Sue Tranka, who was an international recruit from South Africa more than 20 years ago, became the UK’s first country-level CNO from a minority ethnic background when she was appointed in April 2021.
Ms Tranka, who was previously a deputy CNO within NHS England, replaced Professor Jean White who retired after 10 years in post.
Attending the Queen’s Nursing Institute’s annual conference last week, Ms Tranka was asked during a panel session whether she had experienced any challenges being a woman of colour in this role.
“No, I have not, but I am not very tolerant of that sort of thing,” she said in response.
“I am really clear about my value that I bring to this profession. I am really clear about the power that I have in terms of the professional power I hold. I am very clear about my contribution and my seat at the table [and] I think I use it quite wisely.”
However, she added: “Now, that does not mean I won’t have challenge – I probably will at some point [and] how I respond to that challenge will be interesting.
“I think as a woman in leadership, in any event, we experience some sort of challenge.”
She explained, for example, that when being the only woman in the room, “often you are spoken over”.
She went on to stress that if she did experience this type of challenge she would “lean heavily” into the support around her, including from her fellow CNOs across the UK, and call it out.
“I’m fairly new in role, but I’m quite a force to be reckoned with… but I do know where my support is,” added Ms Tranka.
“I also want to easily call out unacceptable behaviour, and I’m quite intolerant of it.
“I think that should be right for all of us in the profession, I don’t think it is OK to have any kind of that sort of behaviour exhibited towards any of us.”
Within Ms Tranka’s speech at the virtual conference, she also paid tribute to the profession and thanked community nurses for their “huge contributions” during the coronavirus pandemic.

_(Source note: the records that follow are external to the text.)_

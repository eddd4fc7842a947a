//! Type-safe key bindings for component navigation.
//!
//! A [`Binding`] groups the key presses that trigger an action together with
//! the help text shown for it. Components expose their bindings through a
//! keymap struct implementing the [`KeyMap`] trait, which help renderers can
//! consume to build short or full help views.
//!
//! Bindings can be built directly from key codes:
//!
//! ```rust
//! use motif_widgets::key::Binding;
//! use crossterm::event::KeyCode;
//!
//! let next = Binding::new(vec![KeyCode::Right, KeyCode::Char('l')])
//!     .with_help("→/l", "next page");
//! ```
//!
//! or from the option-style constructors, which accept human-readable key
//! names such as `"pgup"` or `"ctrl+c"`:
//!
//! ```rust
//! use motif_widgets::key;
//!
//! let quit = key::new_binding(vec![
//!     key::with_keys_str(&["q", "ctrl+c"]),
//!     key::with_help("q", "quit"),
//! ]);
//! ```

use bubbletea_rs::KeyMsg;
use crossterm::event::{KeyCode, KeyModifiers};

/// A single key press: a key code plus its modifier set.
#[derive(Debug, Clone, Copy, PartialEq, Eq)]
pub struct KeyPress {
    /// The key code of the press.
    pub code: KeyCode,
    /// Modifier keys held during the press.
    pub mods: KeyModifiers,
}

impl From<KeyCode> for KeyPress {
    fn from(code: KeyCode) -> Self {
        Self {
            code,
            mods: KeyModifiers::NONE,
        }
    }
}

impl From<(KeyCode, KeyModifiers)> for KeyPress {
    fn from((code, mods): (KeyCode, KeyModifiers)) -> Self {
        Self { code, mods }
    }
}

/// Help text for a binding: the key legend and a short action description.
#[derive(Debug, Clone, Default, PartialEq, Eq)]
pub struct Help {
    /// Display form of the keys, e.g. `"←/h"`.
    pub key: String,
    /// Short description of the action, e.g. `"prev page"`.
    pub desc: String,
}

/// A set of key presses bound to one action, with optional help text.
///
/// Disabled bindings never match and are skipped by help renderers.
#[derive(Debug, Clone)]
pub struct Binding {
    keys: Vec<KeyPress>,
    help: Help,
    disabled: bool,
}

impl Binding {
    /// Creates a binding from a list of key presses.
    ///
    /// Accepts plain [`KeyCode`]s as well as `(KeyCode, KeyModifiers)` pairs.
    pub fn new<K: Into<KeyPress>>(keys: Vec<K>) -> Self {
        Self {
            keys: keys.into_iter().map(Into::into).collect(),
            help: Help::default(),
            disabled: false,
        }
    }

    /// Sets the help legend and description (builder pattern).
    pub fn with_help(mut self, key: impl Into<String>, desc: impl Into<String>) -> Self {
        self.help = Help {
            key: key.into(),
            desc: desc.into(),
        };
        self
    }

    /// Returns true if the key event triggers this binding.
    ///
    /// A disabled binding matches nothing.
    pub fn matches(&self, key_msg: &KeyMsg) -> bool {
        !self.disabled
            && self
                .keys
                .iter()
                .any(|k| k.code == key_msg.key && k.mods == key_msg.modifiers)
    }

    /// Returns the help text for this binding.
    pub fn help(&self) -> &Help {
        &self.help
    }

    /// Returns the key presses this binding listens for.
    pub fn keys(&self) -> &[KeyPress] {
        &self.keys
    }

    /// Returns true unless the binding has been disabled.
    pub fn enabled(&self) -> bool {
        !self.disabled
    }

    /// Enables or disables the binding.
    pub fn set_enabled(&mut self, enabled: bool) {
        self.disabled = !enabled;
    }
}

/// An option applied by [`new_binding`] while constructing a [`Binding`].
#[derive(Debug, Clone)]
pub enum BindingOpt {
    /// Adds key presses to the binding.
    Keys(Vec<KeyPress>),
    /// Sets the binding's help text.
    Help(Help),
    /// Marks the binding as disabled.
    Disabled,
}

/// Creates a binding from a list of options.
pub fn new_binding(opts: Vec<BindingOpt>) -> Binding {
    let mut binding = Binding::new(Vec::<KeyPress>::new());
    for opt in opts {
        match opt {
            BindingOpt::Keys(mut keys) => binding.keys.append(&mut keys),
            BindingOpt::Help(help) => binding.help = help,
            BindingOpt::Disabled => binding.disabled = true,
        }
    }
    binding
}

/// Option adding key presses given as key codes.
pub fn with_keys(keys: &[KeyCode]) -> BindingOpt {
    BindingOpt::Keys(keys.iter().copied().map(KeyPress::from).collect())
}

/// Option adding key presses given by name.
///
/// Recognizes named keys (`"left"`, `"pgup"`, `"enter"`, ...), single
/// characters, and `ctrl+`/`alt+`/`shift+` prefixes. Unrecognized names are
/// skipped.
pub fn with_keys_str(keys: &[&str]) -> BindingOpt {
    BindingOpt::Keys(keys.iter().filter_map(|s| parse_key(s)).collect())
}

/// Option setting a binding's help text.
pub fn with_help(key: &str, desc: &str) -> BindingOpt {
    BindingOpt::Help(Help {
        key: key.to_string(),
        desc: desc.to_string(),
    })
}

/// Option marking a binding as disabled.
pub fn with_disabled() -> BindingOpt {
    BindingOpt::Disabled
}

/// Returns true if the key event triggers the binding.
pub fn matches_binding(key_msg: &KeyMsg, binding: &Binding) -> bool {
    binding.matches(key_msg)
}

/// Returns true if the key event triggers any of the bindings.
pub fn matches(key_msg: &KeyMsg, bindings: &[&Binding]) -> bool {
    bindings.iter().any(|b| b.matches(key_msg))
}

fn parse_key(s: &str) -> Option<KeyPress> {
    let mut mods = KeyModifiers::NONE;
    let mut rest = s;
    loop {
        if let Some(r) = rest.strip_prefix("ctrl+") {
            mods |= KeyModifiers::CONTROL;
            rest = r;
        } else if let Some(r) = rest.strip_prefix("alt+") {
            mods |= KeyModifiers::ALT;
            rest = r;
        } else if let Some(r) = rest.strip_prefix("shift+") {
            mods |= KeyModifiers::SHIFT;
            rest = r;
        } else {
            break;
        }
    }
    let code = match rest {
        "left" => KeyCode::Left,
        "right" => KeyCode::Right,
        "up" => KeyCode::Up,
        "down" => KeyCode::Down,
        "pgup" => KeyCode::PageUp,
        "pgdown" => KeyCode::PageDown,
        "home" => KeyCode::Home,
        "end" => KeyCode::End,
        "enter" => KeyCode::Enter,
        "esc" => KeyCode::Esc,
        "tab" => KeyCode::Tab,
        "backspace" => KeyCode::Backspace,
        "delete" => KeyCode::Delete,
        "space" => KeyCode::Char(' '),
        _ => {
            let mut chars = rest.chars();
            match (chars.next(), chars.next()) {
                (Some(c), None) => KeyCode::Char(c),
                _ => return None,
            }
        }
    };
    Some(KeyPress { code, mods })
}

/// Exposes a component's key bindings for help rendering.
pub trait KeyMap {
    /// Bindings for the compact, single-line help view.
    fn short_help(&self) -> Vec<&Binding>;

    /// Bindings for the expanded help view, grouped into columns.
    fn full_help(&self) -> Vec<Vec<&Binding>>;
}

#[cfg(test)]
mod tests {
    use super::*;

    fn key(code: KeyCode) -> KeyMsg {
        KeyMsg {
            key: code,
            modifiers: KeyModifiers::NONE,
        }
    }

    #[test]
    fn test_binding_matches_any_key() {
        let binding = Binding::new(vec![KeyCode::Right, KeyCode::Char('l')]);
        assert!(binding.matches(&key(KeyCode::Right)));
        assert!(binding.matches(&key(KeyCode::Char('l'))));
        assert!(!binding.matches(&key(KeyCode::Left)));
    }

    #[test]
    fn test_modifiers_must_match() {
        let binding = Binding::new(vec![(KeyCode::Char('c'), KeyModifiers::CONTROL)]);
        assert!(!binding.matches(&key(KeyCode::Char('c'))));
        assert!(binding.matches(&KeyMsg {
            key: KeyCode::Char('c'),
            modifiers: KeyModifiers::CONTROL,
        }));
    }

    #[test]
    fn test_disabled_binding_never_matches() {
        let mut binding = Binding::new(vec![KeyCode::Enter]);
        binding.set_enabled(false);
        assert!(!binding.matches(&key(KeyCode::Enter)));
        binding.set_enabled(true);
        assert!(binding.matches(&key(KeyCode::Enter)));
    }

    #[test]
    fn test_with_keys_str_parses_names() {
        let binding = new_binding(vec![
            with_keys_str(&["pgup", "left", "h"]),
            with_help("←/h", "prev page"),
        ]);
        assert_eq!(binding.keys().len(), 3);
        assert!(binding.matches(&key(KeyCode::PageUp)));
        assert!(binding.matches(&key(KeyCode::Char('h'))));
        assert_eq!(binding.help().key, "←/h");
    }

    #[test]
    fn test_with_keys_str_parses_modifiers() {
        let binding = new_binding(vec![with_keys_str(&["ctrl+c"])]);
        assert!(binding.matches(&KeyMsg {
            key: KeyCode::Char('c'),
            modifiers: KeyModifiers::CONTROL,
        }));
        assert!(!binding.matches(&key(KeyCode::Char('c'))));
    }

    #[test]
    fn test_with_keys_str_skips_unknown_names() {
        let binding = new_binding(vec![with_keys_str(&["bogus-key", "enter"])]);
        assert_eq!(binding.keys().len(), 1);
    }

    #[test]
    fn test_matches_over_binding_set() {
        let up = Binding::new(vec![KeyCode::Up]);
        let down = Binding::new(vec![KeyCode::Down]);
        assert!(matches(&key(KeyCode::Down), &[&up, &down]));
        assert!(!matches(&key(KeyCode::Enter), &[&up, &down]));
    }
}
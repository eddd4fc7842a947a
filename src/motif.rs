//! Data model for motif search matches.
//!
//! A motif is a sub-graph pattern of up to three neurons. The matching
//! service returns one [`MotifMatch`] per occurrence, mapping each motif
//! position ([`NodeLabel`]) to the matched cell and listing the connections
//! that satisfied the per-edge constraints. Cell IDs are 64-bit and arrive
//! stringified in JSON payloads built for JavaScript clients; deserialization
//! accepts both forms.

use serde::{Deserialize, Deserializer, Serialize, Serializer};
use std::collections::BTreeMap;
use std::error::Error;
use std::fmt;
use std::str::FromStr;

/// A motif position. Labels order as `A < B < C` and that order fixes
/// column layout wherever matches are displayed.
#[derive(Debug, Clone, Copy, PartialEq, Eq, PartialOrd, Ord, Hash, Serialize, Deserialize)]
pub enum NodeLabel {
    /// First motif position.
    A,
    /// Second motif position.
    B,
    /// Third motif position.
    C,
}

impl NodeLabel {
    /// All labels in display order.
    pub const ALL: [NodeLabel; 3] = [NodeLabel::A, NodeLabel::B, NodeLabel::C];

    /// The single-letter form of the label.
    pub fn as_str(&self) -> &'static str {
        match self {
            NodeLabel::A => "A",
            NodeLabel::B => "B",
            NodeLabel::C => "C",
        }
    }
}

impl fmt::Display for NodeLabel {
    fn fmt(&self, f: &mut fmt::Formatter<'_>) -> fmt::Result {
        f.write_str(self.as_str())
    }
}

/// Error returned when parsing a string that is not a node label.
#[derive(Debug, Clone, PartialEq, Eq)]
pub struct InvalidNodeLabel(pub String);

impl fmt::Display for InvalidNodeLabel {
    fn fmt(&self, f: &mut fmt::Formatter<'_>) -> fmt::Result {
        write!(f, "invalid node label: {:?}", self.0)
    }
}

impl Error for InvalidNodeLabel {}

impl FromStr for NodeLabel {
    type Err = InvalidNodeLabel;

    fn from_str(s: &str) -> Result<Self, Self::Err> {
        match s {
            "A" => Ok(NodeLabel::A),
            "B" => Ok(NodeLabel::B),
            "C" => Ok(NodeLabel::C),
            other => Err(InvalidNodeLabel(other.to_string())),
        }
    }
}

/// A reference to a matched cell: its root ID and display name.
#[derive(Debug, Clone, PartialEq, Eq, Serialize, Deserialize)]
pub struct CellRef {
    /// The cell's root ID. Serialized as a string, since 64-bit integers
    /// overflow the number type of JSON consumers.
    #[serde(serialize_with = "serialize_id", deserialize_with = "deserialize_id")]
    pub id: u64,
    /// The cell's display name.
    pub name: String,
}

impl CellRef {
    /// Creates a cell reference.
    pub fn new(id: u64, name: impl Into<String>) -> Self {
        Self {
            id,
            name: name.into(),
        }
    }
}

fn serialize_id<S>(id: &u64, serializer: S) -> Result<S::Ok, S::Error>
where
    S: Serializer,
{
    serializer.collect_str(id)
}

fn deserialize_id<'de, D>(deserializer: D) -> Result<u64, D::Error>
where
    D: Deserializer<'de>,
{
    #[derive(Deserialize)]
    #[serde(untagged)]
    enum IdRepr {
        Num(u64),
        Str(String),
    }

    match IdRepr::deserialize(deserializer)? {
        IdRepr::Num(n) => Ok(n),
        IdRepr::Str(s) => s.parse().map_err(serde::de::Error::custom),
    }
}

/// One connection that satisfied a motif edge's constraints.
#[derive(Debug, Clone, PartialEq, Eq, Serialize, Deserialize)]
pub struct EdgeMatch {
    /// Label of the presynaptic motif position.
    pub from: NodeLabel,
    /// Label of the postsynaptic motif position.
    pub to: NodeLabel,
    /// Neuropil the connection was observed in, if constrained.
    pub region: Option<String>,
    /// Number of synapses on the connection.
    pub syn_count: u32,
    /// Predicted neurotransmitter type, if constrained.
    pub nt_type: Option<String>,
}

/// One occurrence of the queried motif.
///
/// The node mapping is keyed by [`NodeLabel`], so iteration always yields
/// cells in label order regardless of the order they arrived in.
///
/// ```rust
/// use motif_widgets::motif::{CellRef, MotifMatch, NodeLabel};
///
/// let m = MotifMatch::new()
///     .with_cell(NodeLabel::B, CellRef::new(42, "KC.b"))
///     .with_cell(NodeLabel::A, CellRef::new(7, "PN.1"));
///
/// assert_eq!(m.cell_ids(), vec![7, 42]);
/// assert_eq!(m.id_list(), "7,42");
/// ```
#[derive(Debug, Clone, Default, PartialEq, Eq, Serialize, Deserialize)]
pub struct MotifMatch {
    /// The matched cell for each motif position.
    pub nodes: BTreeMap<NodeLabel, CellRef>,
    /// The connections satisfying the motif's edge constraints.
    #[serde(default)]
    pub edges: Vec<EdgeMatch>,
}

impl MotifMatch {
    /// Creates an empty match.
    pub fn new() -> Self {
        Self::default()
    }

    /// Adds a matched cell for a motif position (builder pattern).
    pub fn with_cell(mut self, label: NodeLabel, cell: CellRef) -> Self {
        self.nodes.insert(label, cell);
        self
    }

    /// Adds an edge record (builder pattern).
    pub fn with_edge(mut self, edge: EdgeMatch) -> Self {
        self.edges.push(edge);
        self
    }

    /// Returns the matched cell for a motif position.
    pub fn cell(&self, label: NodeLabel) -> Option<&CellRef> {
        self.nodes.get(&label)
    }

    /// Returns the motif positions present in this match, in label order.
    pub fn labels(&self) -> impl Iterator<Item = NodeLabel> + '_ {
        self.nodes.keys().copied()
    }

    /// Returns the matched cell IDs in label order.
    pub fn cell_ids(&self) -> Vec<u64> {
        self.nodes.values().map(|c| c.id).collect()
    }

    /// Returns the matched cell IDs as a comma-separated list, the form
    /// expected by downstream tools and clipboard export.
    pub fn id_list(&self) -> String {
        self.nodes
            .values()
            .map(|c| c.id.to_string())
            .collect::<Vec<_>>()
            .join(",")
    }
}

#[cfg(test)]
mod tests {
    use super::*;

    #[test]
    fn test_label_order() {
        assert!(NodeLabel::A < NodeLabel::B);
        assert!(NodeLabel::B < NodeLabel::C);
        assert_eq!(NodeLabel::ALL[2].as_str(), "C");
    }

    #[test]
    fn test_label_round_trip() {
        for label in NodeLabel::ALL {
            assert_eq!(label.as_str().parse::<NodeLabel>(), Ok(label));
        }
        assert!("D".parse::<NodeLabel>().is_err());
        assert!("a".parse::<NodeLabel>().is_err());
    }

    #[test]
    fn test_deserialize_string_and_numeric_ids() {
        let json = r#"{
            "nodes": {
                "B": {"id": "720575940623725972", "name": "KC.b"},
                "A": {"id": 7, "name": "PN.1"}
            },
            "edges": [
                {"from": "A", "to": "B", "region": "AMMC_R", "syn_count": 5, "nt_type": "GABA"}
            ]
        }"#;
        let m: MotifMatch = serde_json::from_str(json).unwrap();
        assert_eq!(m.cell(NodeLabel::A).unwrap().id, 7);
        assert_eq!(m.cell(NodeLabel::B).unwrap().id, 720575940623725972);
        assert_eq!(m.edges[0].from, NodeLabel::A);
        assert_eq!(m.edges[0].region.as_deref(), Some("AMMC_R"));
        assert_eq!(m.edges[0].syn_count, 5);
    }

    #[test]
    fn test_edges_default_to_empty() {
        let json = r#"{"nodes": {"A": {"id": "1", "name": "solo"}}}"#;
        let m: MotifMatch = serde_json::from_str(json).unwrap();
        assert!(m.edges.is_empty());
        assert_eq!(m.cell_ids(), vec![1]);
    }

    #[test]
    fn test_serialize_id_as_string() {
        let m = MotifMatch::new().with_cell(NodeLabel::A, CellRef::new(720575940623725972, "x"));
        let json = serde_json::to_string(&m).unwrap();
        assert!(json.contains(r#""id":"720575940623725972""#));
    }

    #[test]
    fn test_invalid_string_id_is_an_error() {
        let json = r#"{"nodes": {"A": {"id": "not-a-number", "name": "x"}}}"#;
        assert!(serde_json::from_str::<MotifMatch>(json).is_err());
    }

    #[test]
    fn test_iteration_is_label_ordered() {
        let m = MotifMatch::new()
            .with_cell(NodeLabel::C, CellRef::new(3, "c"))
            .with_cell(NodeLabel::A, CellRef::new(1, "a"))
            .with_cell(NodeLabel::B, CellRef::new(2, "b"));
        let labels: Vec<NodeLabel> = m.labels().collect();
        assert_eq!(labels, vec![NodeLabel::A, NodeLabel::B, NodeLabel::C]);
        assert_eq!(m.id_list(), "1,2,3");
    }
}
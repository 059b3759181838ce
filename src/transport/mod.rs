//! Transport layer for the MCP server.
//!
//! The server speaks MCP over standard input/output only.

pub mod stdio;

pub use stdio::StdioTransport;

use crate::error::DbResult;
use std::future::Future;

/// Trait for MCP transport implementations.
///
/// Transports handle the low-level communication between the MCP server
/// and clients, abstracting away the protocol details.
pub trait Transport: Send + Sync {
    /// Start the transport and begin handling requests.
    ///
    /// Resolves once the transport has shut down, with the shutdown outcome.
    fn run(&self) -> impl Future<Output = DbResult<ShutdownOutcome>> + Send;

    /// Get the name of this transport for logging.
    fn name(&self) -> &'static str;
}

/// How the server stopped.
#[derive(Debug, Clone, Copy, PartialEq, Eq)]
pub enum ShutdownOutcome {
    /// The client closed the connection.
    ClientClosed,
    /// A signal was received and the pool closed in time.
    Signalled,
    /// A signal was received but the pool did not close within the timeout.
    PoolCloseTimedOut,
}

impl ShutdownOutcome {
    /// Process exit code for this outcome.
    pub fn exit_code(&self) -> i32 {
        match self {
            Self::ClientClosed | Self::Signalled => 0,
            Self::PoolCloseTimedOut => 1,
        }
    }
}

She recognised the impact of the Covid-19 crisis on the workforce and said she was “pleased to see” that “quite a lot” of NHS staff and students had accessed mental health and wellbeing services provided for colleagues in Wales.
As a new CNO, she stressed her priority continued to be workforce.
“It will come as no surprise to anyone here that my ambitions for the future of nursing must be focused on how we get the right workforce, in the right place, with the right training and skill mixing to the needs of our community,” said Ms Tranka.
She added that she was “committed to providing the NHS the workforce it clearly needs to meet the ever-increasing demand”.
Ms Tranka said she also wanted to meet with nurses to hear their priorities and “determine how we secure the future of our profession and build back a fairer society”.